Boy, Isobel thought, smiling to herself. Summoned? She was even more of a romantic than she had realized!
“Hey,” she said.
“You sound upset,” Jeff replied. “What’s wrong?”
She was shocked—pleasantly—that he could tell from a one-word greeting that something was bothering her. But still, she hesitated to tell him what.
“Oh, nothing,” she demurred. “Just something with my dad. It’s all right.”
“Are you sure you don’t want to talk about it? You know I’m here for you, right?”
Isobel didn’t answer immediately. They had only known each other a very short time. How could Jeff be sure he wanted to be there for her when he hardly knew her? Then again, it was an awfully nice thing to say.
“Yes,” she said. “I do know. It means a lot to me. Okay, I just found out that my dad and his wife are having a baby.”
“Good for telling me,” Jeff said heartily. “No secrets, okay? You need to understand what you mean to me. You need to know that you can rely on me for anything.”
“Okay.”
“Good. Well, I’ve gotta go. I promised my dad I’d look over some reports for him. Good night, Izzy.”
Isobel tried to hold her tongue, but the tongue was a slippery thing. “Um,” she said, “I kind of don’t like nicknames.” Actually, she hated them except in the blogosphere and even then, not for herself.
Jeff laughed lightly. “Really? But you’re such an Izzy. It’s so—bubbly. So full of life.”
Isobel thought about that for a few seconds. At the moment she certainly didn’t feel bubbly or full of life. But mostly she was a happy person; pretty much anyone who knew her even a little could attest to that.
“Well,” she said, conquering her final bit of reluctance, “I guess it’s okay.”
“Good. It’ll be my special name for you. No one else will be allowed to call you Izzy.”
No one else would want to, Isobel thought, but then, when she had hung up, she felt ungrateful. Jeff cared abou
t her. He had the right to give her a nickname that pleased him. It was the least she could do for her boyfriend. Boyfriend! That word still sounded so odd. Isobel Amelia Bessire had a boyfriend. Whoa.
It was almost an hour later when Isobel, sitting at her computer, realized that Jeff hadn’t actually said anything about the news that her father was having another child. But that was okay. Lots of guys were really bad talking about emotions. Guys liked to fix problems; they saw emotions as puzzles to be solved. They were totally misguided about that, but there wasn’t much women could do but accept their wrongheadedness as inherent and unchangeable. It wasn’t cause for anger!
Isobel got up from her desk and looked into the mirror that hung over the dresser.
“Hello, Izzy,” she said to her familiar reflection.

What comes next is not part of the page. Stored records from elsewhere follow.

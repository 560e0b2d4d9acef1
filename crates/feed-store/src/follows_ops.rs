//! Follow-graph writes and the primed-reader set.

use snafu::ResultExt;
use sqlx::PgPool;

use crate::error::{
    CheckPrimedSnafu, DeleteFollowsSnafu, InsertFollowsSnafu, StoreError,
};
use crate::model::FollowRow;

const LOG_TARGET: &str = "feed::store::follows";

pub async fn insert_follows(pool: &PgPool, follows: &[FollowRow]) -> Result<u64, StoreError> {
    if follows.is_empty() {
        return Ok(0);
    }

    let mut tx = pool.begin().await.context(InsertFollowsSnafu)?;
    let mut inserted = 0u64;
    for follow in follows {
        let result = sqlx::query(
            "INSERT INTO follows (uri, follower, followee) VALUES ($1, $2, $3) \
             ON CONFLICT (uri) DO NOTHING",
        )
        .bind(&follow.uri)
        .bind(&follow.follower)
        .bind(&follow.followee)
        .execute(&mut *tx)
        .await
        .context(InsertFollowsSnafu)?;
        inserted += result.rows_affected();
    }
    tx.commit().await.context(InsertFollowsSnafu)?;

    tracing::debug!(target: LOG_TARGET, count = follows.len(), inserted, "inserted follows batch");
    Ok(inserted)
}

pub async fn delete_follows_by_uri(pool: &PgPool, uris: &[String]) -> Result<u64, StoreError> {
    if uris.is_empty() {
        return Ok(0);
    }

    let result = sqlx::query("DELETE FROM follows WHERE uri = ANY($1)")
        .bind(uris)
        .execute(pool)
        .await
        .context(DeleteFollowsSnafu)?;

    Ok(result.rows_affected())
}

/// Whether `did` has at least one follow row recorded as follower — spec's
/// "has this reader been backfilled yet?" check, evaluated against the
/// literal `follows_primed` table rather than inferred from `follows`
/// membership, so a reader who genuinely follows no one is still
/// recognized as primed.
pub async fn is_primed(pool: &PgPool, did: &str) -> Result<bool, StoreError> {
    let row: Option<(i32,)> = sqlx::query_as("SELECT 1 FROM follows_primed WHERE did = $1")
        .bind(did)
        .fetch_optional(pool)
        .await
        .context(CheckPrimedSnafu { did })?;

    Ok(row.is_some())
}

pub async fn mark_primed(pool: &PgPool, did: &str) -> Result<(), StoreError> {
    sqlx::query("INSERT INTO follows_primed (did) VALUES ($1) ON CONFLICT (did) DO NOTHING")
        .bind(did)
        .execute(pool)
        .await
        .context(CheckPrimedSnafu { did })?;
    Ok(())
}

/// Bulk-insert a reader's complete follow list from the primer. Wraps the
/// insert in a disable/enable of `check_follows_primed_trigger` when
/// `enforce_trigger` is set, matching the original system's priming step;
/// most deployments leave the trigger undefined and this is a no-op pair.
pub async fn bulk_insert_primed_follows(
    pool: &PgPool,
    follows: &[FollowRow],
    enforce_trigger: bool,
) -> Result<u64, StoreError> {
    if enforce_trigger {
        sqlx::query("ALTER TABLE follows DISABLE TRIGGER check_follows_primed_trigger")
            .execute(pool)
            .await
            .context(InsertFollowsSnafu)?;
    }

    let inserted = insert_follows(pool, follows).await?;

    if enforce_trigger {
        sqlx::query("ALTER TABLE follows ENABLE TRIGGER check_follows_primed_trigger")
            .execute(pool)
            .await
            .context(InsertFollowsSnafu)?;
    }

    Ok(inserted)
}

And she felt only slightly embarrassed and only a little bit like a stranger to herself.
It was the teeniest bit exciting.
Chapter 23
“Cockles. I am having cockles this evening.”

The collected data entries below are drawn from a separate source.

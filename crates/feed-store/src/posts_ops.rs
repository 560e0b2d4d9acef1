//! Batched writes and the feed materializer's candidate-selection query.

use snafu::ResultExt;
use sqlx::PgPool;

use crate::error::{DeletePostsSnafu, InsertPostsSnafu, SelectCandidatesSnafu, StoreError};
use crate::model::{CandidatePost, NewPost};
use crate::schema::POSTS_CONFLICT_TARGET;

const LOG_TARGET: &str = "feed::store::posts";

/// Insert a batch of posts/reposts. Duplicate `(uri, created_at)` pairs are
/// silently ignored — re-ingesting the same create op is a no-op.
///
/// Callers must call [`crate::partition::ensure_partition`] for every
/// distinct hour represented in `posts` before calling this; an insert
/// targeting a missing partition fails the whole batch (and the tick, by
/// extension), which is the intended behavior.
pub async fn insert_posts(pool: &PgPool, posts: &[NewPost]) -> Result<u64, StoreError> {
    if posts.is_empty() {
        return Ok(0);
    }

    let mut tx = pool.begin().await.context(InsertPostsSnafu)?;
    let mut inserted = 0u64;
    for post in posts {
        let statement = format!(
            "INSERT INTO posts (uri, cid_rev, repost_uri, created_at, author) \
             VALUES ($1, $2, $3, $4, $5) ON CONFLICT {POSTS_CONFLICT_TARGET} DO NOTHING"
        );
        let result = sqlx::query(&statement)
            .bind(&post.uri)
            .bind(&post.cid_rev)
            .bind(&post.repost_uri)
            .bind(post.created_at)
            .bind(&post.author)
            .execute(&mut *tx)
            .await
            .context(InsertPostsSnafu)?;
        inserted += result.rows_affected();
    }
    tx.commit().await.context(InsertPostsSnafu)?;

    tracing::debug!(target: LOG_TARGET, count = posts.len(), inserted, "inserted posts batch");
    Ok(inserted)
}

/// Delete posts/reposts by uri. Used for both post-delete and repost-delete
/// ops, which share the `posts` table.
pub async fn delete_posts_by_uri(pool: &PgPool, uris: &[String]) -> Result<u64, StoreError> {
    if uris.is_empty() {
        return Ok(0);
    }

    let result = sqlx::query("DELETE FROM posts WHERE uri = ANY($1)")
        .bind(uris)
        .execute(pool)
        .await
        .context(DeletePostsSnafu)?;

    tracing::debug!(target: LOG_TARGET, count = uris.len(), deleted = result.rows_affected(), "deleted posts batch");
    Ok(result.rows_affected())
}

/// The feed materializer's candidate query: posts authored by anyone the
/// reader follows, ordered by `cid_rev` (the reversed-CID sort key), capped
/// at 1000 rows as an explicit quality-of-service bound.
pub async fn select_candidates(
    pool: &PgPool,
    follower: &str,
    include_reposts: bool,
) -> Result<Vec<CandidatePost>, StoreError> {
    let repost_filter = if include_reposts {
        ""
    } else {
        "AND repost_uri IS NULL"
    };
    let statement = format!(
        "SELECT uri, repost_uri, cid_rev \
         FROM posts \
         WHERE author IN (SELECT followee FROM follows WHERE follower = $1) \
         {repost_filter} \
         ORDER BY cid_rev \
         LIMIT 1000"
    );

    sqlx::query_as::<_, CandidatePost>(&statement)
        .bind(follower)
        .fetch_all(pool)
        .await
        .context(SelectCandidatesSnafu)
}

#[cfg(test)]
mod tests {
    use super::*;

    #[test]
    fn conflict_target_matches_schema_primary_key() {
        assert_eq!(POSTS_CONFLICT_TARGET, "(uri, created_at)");
    }
}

Louise smiled. “Cockle to your heart’s content. I think I’m going to have a steak. A gal could use some red meat on occasion.”

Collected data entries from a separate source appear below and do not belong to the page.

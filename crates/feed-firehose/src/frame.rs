//! The two-part DAG-CBOR framing every firehose websocket message uses: a
//! small header identifying the message type, immediately followed by a
//! second DAG-CBOR value holding the type-specific payload.

use serde::Deserialize;

use crate::error::{FirehoseError, FrameHeaderSnafu};

#[derive(Debug, Clone, Deserialize)]
pub struct FrameHeader {
    #[serde(rename = "op")]
    pub op: i8,
    #[serde(rename = "t")]
    pub message_type: Option<String>,
}

impl FrameHeader {
    pub const COMMIT: &'static str = "#commit";
    pub const IDENTITY: &'static str = "#identity";
    pub const ACCOUNT: &'static str = "#account";
    pub const HANDLE: &'static str = "#handle";
    pub const TOMBSTONE: &'static str = "#tombstone";
    pub const INFO: &'static str = "#info";

    pub fn is_commit(&self) -> bool {
        self.message_type.as_deref() == Some(Self::COMMIT)
    }
}

/// Split a raw websocket binary message into its header and the remaining
/// payload bytes. DAG-CBOR values are self-delimiting, so decoding the
/// header via a `Deserializer` positioned at the start of `bytes` tells us
/// exactly how many bytes it consumed.
pub fn decode_frame_header(bytes: &[u8]) -> Result<(FrameHeader, &[u8]), FirehoseError> {
    let mut deserializer = serde_ipld_dagcbor::de::Deserializer::from_slice(bytes);
    let header = FrameHeader::deserialize(&mut deserializer).context(FrameHeaderSnafu)?;
    let consumed = deserializer.byte_offset();
    Ok((header, &bytes[consumed..]))
}

use snafu::ResultExt;

#[cfg(test)]
mod tests {
    use super::*;

    #[test]
    fn recognizes_commit_type() {
        let header = FrameHeader {
            op: 1,
            message_type: Some("#commit".to_owned()),
        };
        assert!(header.is_commit());
    }

    #[test]
    fn ignores_other_types() {
        let header = FrameHeader {
            op: 1,
            message_type: Some("#identity".to_owned()),
        };
        assert!(!header.is_commit());
    }
}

Catherine nodded. “Maybe cockles and a steak . . .”
The women had gone for dinner at MC Perkins Cove, owned by the justifiably famous Mark and Clark of the justifiably famous Arrows Restaurant. At their request, Norman, the manager, had seated them upstairs at a table by the window. It was midweek; only two other of the tables were occupied, though the bar was full.
The view from both the first and second floors of the restaurant was the best in Ogunquit. Here, you could see the rocky strip of beach, the beginnings of the romantic Marginal Way, and the vast, magnificent expanse of the Atlantic. Now, at seven thirty in the evening, the sky was a series of blues, from indigo to peacock to powder and back again. A few early stars were pinpoints of light in an otherwise moody display.